Klaus (2019, Netflix): Nominated for an Oscar in the animation category, Klaus won a BAFTA in 2020 for best animated film. The Spanish film, which is a take on the ‘origins of Santa Claus, has a postman from the 19th century and a reclusive toymaker at the centre of it.
The Christmas Chronicles, part 1-2 (Netflix): The 2018 film had Kurt Russell as Santa Claus, who lost all his presents on Christmas Eve. To his rescue are two children, Teddy and Kate. Did we mention that they were the reason that Santa lost his presents in the first place? The sequel, which appeared in November 2020, picks up from two years after the kids first meet Santa. Now sulky pre-teens, they are forced to spend Christmas in sunny Mexico instead of cold Boston. What will it mean for them?
How the Grinch Stole Christmas, 2000 (Netflix): ‘The Grinch’s small heart grew three sizes that day’, when he experienced the kindness of a little girl. Considered the ‘best Christmas movie of all times’, it has Jim Carrey, Christine Baranski and Jeffrey Tambor. The film is based on the 1957 book How The Grinch Stole Christmas by Dr Seuss.
Plays you can stream
Ali The Magic Elf: There’s crisis in the North Pole, where Ali the Elf works. Nothing is going right and panic is spreading among the elves because although Christmas Eve has arrived, no letter from children has been answered. Free till December. Visit https://www.tron.co.uk/whats-on#tab_digital.

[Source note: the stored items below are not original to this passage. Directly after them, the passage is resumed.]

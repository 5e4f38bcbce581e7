use std::collections::HashSet;
use std::fs;
use std::path::{Path, PathBuf};
use std::str::FromStr;

use anyhow::Context;
use capstone_tracker::db::projects::{create_with_owner, NewProject};
use capstone_tracker::db::rollback_last;
use capstone_tracker::models::member::MemberRole;
use capstone_tracker::models::task::{TaskPriority, TaskStatus};
use capstone_tracker::models::user::{UserRole, PROVIDER_CREDENTIALS};
use capstone_tracker::utils::hash_password;
use chrono::{Duration, Utc};
use clap::{Parser, Subcommand};
use dotenvy::dotenv;
use sqlx::sqlite::{SqliteConnectOptions, SqlitePoolOptions};
use sqlx::{Row, SqlitePool};
use uuid::Uuid;

const SEED_PASSWORD: &str = "password123";
const SEED_INSTRUCTOR: &str = "instructor@capstone.edu";

#[derive(Parser, Debug)]
#[command(author, version, about = "capstone tracker database tool", long_about = None)]
struct Cli {
    #[command(subcommand)]
    command: Commands,
}

#[derive(Subcommand, Debug)]
enum Commands {
    /// Create a new empty migration with the provided name
    MakeMigration { name: String },
    /// Apply pending migrations
    MigrateRun,
    /// Show migration status against the current database
    MigrateStatus,
    /// Revert the most recently applied migration
    MigrateRollback,
    /// Insert demo users and a sample project (skipped if already seeded)
    Seed,
}

#[tokio::main]
async fn main() -> anyhow::Result<()> {
    // Try to load env from CWD; when running in Docker the binary CWD may differ,
    // so fall back to the crate-local `.env` using CARGO_MANIFEST_DIR.
    if dotenv().is_err() {
        let crate_env = std::path::Path::new(env!("CARGO_MANIFEST_DIR")).join(".env");
        let _ = dotenvy::from_path(crate_env);
    }

    let cli = Cli::parse();

    match cli.command {
        Commands::MakeMigration { name } => {
            let path = make_migration_file(&name)?;
            println!("Created migration: {} (and its .down.sql)", path.display());
        }
        Commands::MigrateRun => {
            let pool = get_pool().await?;
            let migrator = get_migrator().await?;
            migrator.run(&pool).await?;
            println!("Migrations applied");
        }
        Commands::MigrateStatus => {
            let pool = get_pool().await?;
            let migrator = get_migrator().await?;
            print_status(&pool, &migrator).await?;
        }
        Commands::MigrateRollback => {
            let pool = get_pool().await?;
            let migrator = get_migrator().await?;
            match rollback_last(&pool, &migrator).await? {
                Some(version) => println!("Rolled back migration {version}"),
                None => println!("No applied migrations to roll back"),
            }
        }
        Commands::Seed => {
            let pool = get_pool().await?;
            get_migrator().await?.run(&pool).await?;
            seed(&pool).await?;
        }
    }

    Ok(())
}

/// Creates an `.up.sql`/`.down.sql` pair and returns the path of the up script.
fn make_migration_file(name: &str) -> anyhow::Result<PathBuf> {
    let timestamp = Utc::now().format("%Y%m%d%H%M%S");
    let stem = format!("{}_{}", timestamp, sanitize_name(name));
    let up = Path::new("migrations").join(format!("{stem}.up.sql"));
    let down = Path::new("migrations").join(format!("{stem}.down.sql"));

    for path in [&up, &down] {
        if path.exists() {
            anyhow::bail!("migration already exists: {}", path.display());
        }
    }

    fs::write(&up, "-- Write your migration SQL here\n")
        .with_context(|| format!("failed to create migration at {}", up.display()))?;
    fs::write(&down, "-- Revert the matching up migration here\n")
        .with_context(|| format!("failed to create migration at {}", down.display()))?;

    Ok(up)
}

async fn get_pool() -> anyhow::Result<SqlitePool> {
    let database_url = std::env::var("DATABASE_URL").context("DATABASE_URL not set")?;
    let options = SqliteConnectOptions::from_str(&database_url)
        .context("invalid DATABASE_URL")?
        .create_if_missing(true)
        .foreign_keys(true);

    SqlitePoolOptions::new()
        .max_connections(5)
        .connect_with(options)
        .await
        .context("failed to connect to database")
}

async fn print_status(pool: &SqlitePool, migrator: &sqlx::migrate::Migrator) -> anyhow::Result<()> {
    // If the migrations table doesn't exist, nothing is applied yet
    let db_applied: Option<String> =
        sqlx::query_scalar("SELECT name FROM sqlite_master WHERE type='table' AND name='_sqlx_migrations'")
            .fetch_optional(pool)
            .await?;
    let applied_versions: HashSet<i64> = if db_applied.is_some() {
        let rows = sqlx::query("SELECT version FROM _sqlx_migrations WHERE success = 1")
            .fetch_all(pool)
            .await?;
        rows.iter().filter_map(|row| row.try_get::<i64, _>("version").ok()).collect()
    } else {
        HashSet::new()
    };

    println!("{:<8} {:<20} {}", "Status", "Version", "Name");
    for migration in migrator.iter().filter(|m| !m.migration_type.is_down_migration()) {
        let version = migration.version;
        let applied = applied_versions.contains(&version);
        let status = if applied { "applied" } else { "pending" };
        let desc = migration.description.as_ref().trim();
        let name = if desc.is_empty() { "unknown" } else { desc };
        println!("{:<8} {:<20} {}", status, version, name);
    }

    Ok(())
}

fn sanitize_name(name: &str) -> String {
    name.chars()
        .map(|c| match c {
            'a'..='z' | '0'..='9' | '_' => c,
            'A'..='Z' => c.to_ascii_lowercase(),
            _ => '_',
        })
        .collect()
}

async fn get_migrator() -> anyhow::Result<sqlx::migrate::Migrator> {
    // Try local ./migrations first (when running from repo root). If that
    // doesn't exist (common in containers where CWD differs), fall back to
    // the crate-local migrations folder determined by CARGO_MANIFEST_DIR.
    let local = Path::new("./migrations");
    let migrator_path = if local.exists() {
        local.to_path_buf()
    } else {
        Path::new(env!("CARGO_MANIFEST_DIR")).join("migrations")
    };

    let migrator_path_display = migrator_path.display().to_string();
    sqlx::migrate::Migrator::new(migrator_path)
        .await
        .with_context(|| format!("failed to load migrations from {}", migrator_path_display))
}

async fn seed(pool: &SqlitePool) -> anyhow::Result<()> {
    let seeded: i64 = sqlx::query_scalar("SELECT COUNT(1) FROM users WHERE email = ?")
        .bind(SEED_INSTRUCTOR)
        .fetch_one(pool)
        .await?;
    if seeded > 0 {
        println!("Demo data already present, nothing to do");
        return Ok(());
    }

    let password_hash = hash_password(SEED_PASSWORD)?;
    insert_user(pool, SEED_INSTRUCTOR, "Grace", "Hopper", UserRole::Instructor, &password_hash).await?;
    let alice = insert_user(pool, "alice@student.edu", "Alice", "Nguyen", UserRole::Student, &password_hash).await?;
    let bob = insert_user(pool, "bob@student.edu", "Bob", "Okafor", UserRole::Student, &password_hash).await?;
    let carol = insert_user(pool, "carol@student.edu", "Carol", "Silva", UserRole::Student, &password_hash).await?;

    let start = Utc::now();
    let project = create_with_owner(
        pool,
        alice,
        NewProject {
            name: "E-Commerce Platform",
            description: Some("Full-stack shop with cart, checkout and order tracking."),
            start_date: Some(start),
            end_date: Some(start + Duration::weeks(14)),
        },
    )
    .await?;

    for member in [bob, carol] {
        sqlx::query("INSERT INTO team_members (id, project_id, user_id, role, joined_at) VALUES (?, ?, ?, ?, ?)")
            .bind(Uuid::new_v4())
            .bind(project.id)
            .bind(member)
            .bind(MemberRole::Member.as_str())
            .bind(Utc::now())
            .execute(pool)
            .await?;
    }

    let foundation = insert_milestone(pool, project.id, "Phase 1: Foundation", start + Duration::weeks(4)).await?;
    let features = insert_milestone(pool, project.id, "Phase 2: Core Features", start + Duration::weeks(10)).await?;

    let tasks = [
        ("Set up repository and CI", foundation, Some(alice), TaskStatus::Done, TaskPriority::High),
        ("Design database schema", foundation, Some(bob), TaskStatus::InProgress, TaskPriority::High),
        ("Implement authentication", foundation, Some(carol), TaskStatus::Todo, TaskPriority::Urgent),
        ("Product catalogue pages", features, None, TaskStatus::Todo, TaskPriority::Medium),
        ("Checkout flow", features, None, TaskStatus::Todo, TaskPriority::Low),
    ];
    for (title, milestone_id, assignee, status, priority) in tasks {
        let now = Utc::now();
        sqlx::query(
            "INSERT INTO tasks (id, project_id, milestone_id, title, description, status, priority, assignee_id, creator_id, due_date, created_at, updated_at) \
             VALUES (?, ?, ?, ?, NULL, ?, ?, ?, ?, NULL, ?, ?)",
        )
        .bind(Uuid::new_v4())
        .bind(project.id)
        .bind(milestone_id)
        .bind(title)
        .bind(status.as_str())
        .bind(priority.as_str())
        .bind(assignee)
        .bind(alice)
        .bind(now)
        .bind(now)
        .execute(pool)
        .await?;
    }

    println!("Seeded demo data (password for every account: {SEED_PASSWORD})");
    Ok(())
}

async fn insert_user(
    pool: &SqlitePool,
    email: &str,
    first_name: &str,
    last_name: &str,
    role: UserRole,
    password_hash: &str,
) -> anyhow::Result<Uuid> {
    let id = Uuid::new_v4();
    let now = Utc::now();
    sqlx::query(
        "INSERT INTO users (id, email, first_name, last_name, role, password_hash, provider, image, created_at, updated_at) \
         VALUES (?, ?, ?, ?, ?, ?, ?, NULL, ?, ?)",
    )
    .bind(id)
    .bind(email)
    .bind(first_name)
    .bind(last_name)
    .bind(role.as_str())
    .bind(password_hash)
    .bind(PROVIDER_CREDENTIALS)
    .bind(now)
    .bind(now)
    .execute(pool)
    .await
    .with_context(|| format!("failed to insert {email}"))?;

    Ok(id)
}

async fn insert_milestone(
    pool: &SqlitePool,
    project_id: Uuid,
    name: &str,
    due_date: chrono::DateTime<Utc>,
) -> anyhow::Result<Uuid> {
    let id = Uuid::new_v4();
    let now = Utc::now();
    sqlx::query(
        "INSERT INTO milestones (id, project_id, name, description, due_date, is_completed, created_at, updated_at) \
         VALUES (?, ?, ?, NULL, ?, 0, ?, ?)",
    )
    .bind(id)
    .bind(project_id)
    .bind(name)
    .bind(due_date)
    .bind(now)
    .bind(now)
    .execute(pool)
    .await?;

    Ok(id)
}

Dick Whittington: National Theatre, London, presents a hilarious and heartfelt version of their pantomime Dick Whittington, in which the classic tale is bolstered by cheeky jokes, chatty animals, a lot of silliness and songs. Dick Whittington is streaming for free from 3 pm UK time on December 23. It will be available on demand until midnight UK time on December 27.
A Christmas Carol: Charles Dickens’ enduring classic, featuring Uncle Scrooge, Tiny Tim and Silent Night, will be played live on the stage of the Old Vic in London and be streamed to homes across the world. Tickets: From £10—£65 till December 24. Visit https://www.oldvictheatre.com/whats-on/2020/old-vic-in-camera/a-christmas-carol-5.
Christmas at the Snow Globe: A child stands in the wooden ‘O’ of Shakespeare’s Globe, waiting for the show to begin but things are different this year. There are no actors, audience members or stewards. The theatre is empty. Yet, the child gets the gift of Christmas theatre. For £15 till January 5. Visit https://www.shakespearesglobe.com/whats-on/christmas-at-the-snow-globe-2020.
Looking a Lot Like Christmas: Filmed in the beautiful setting of St Paul’s Church in the heart of London’s Covent Garden, which is popularly known as The Actors’ Church, this hour-long concert by The Donmar Warehouse comprises musical numbers, sketches and seasonal poetry. Free till January 5.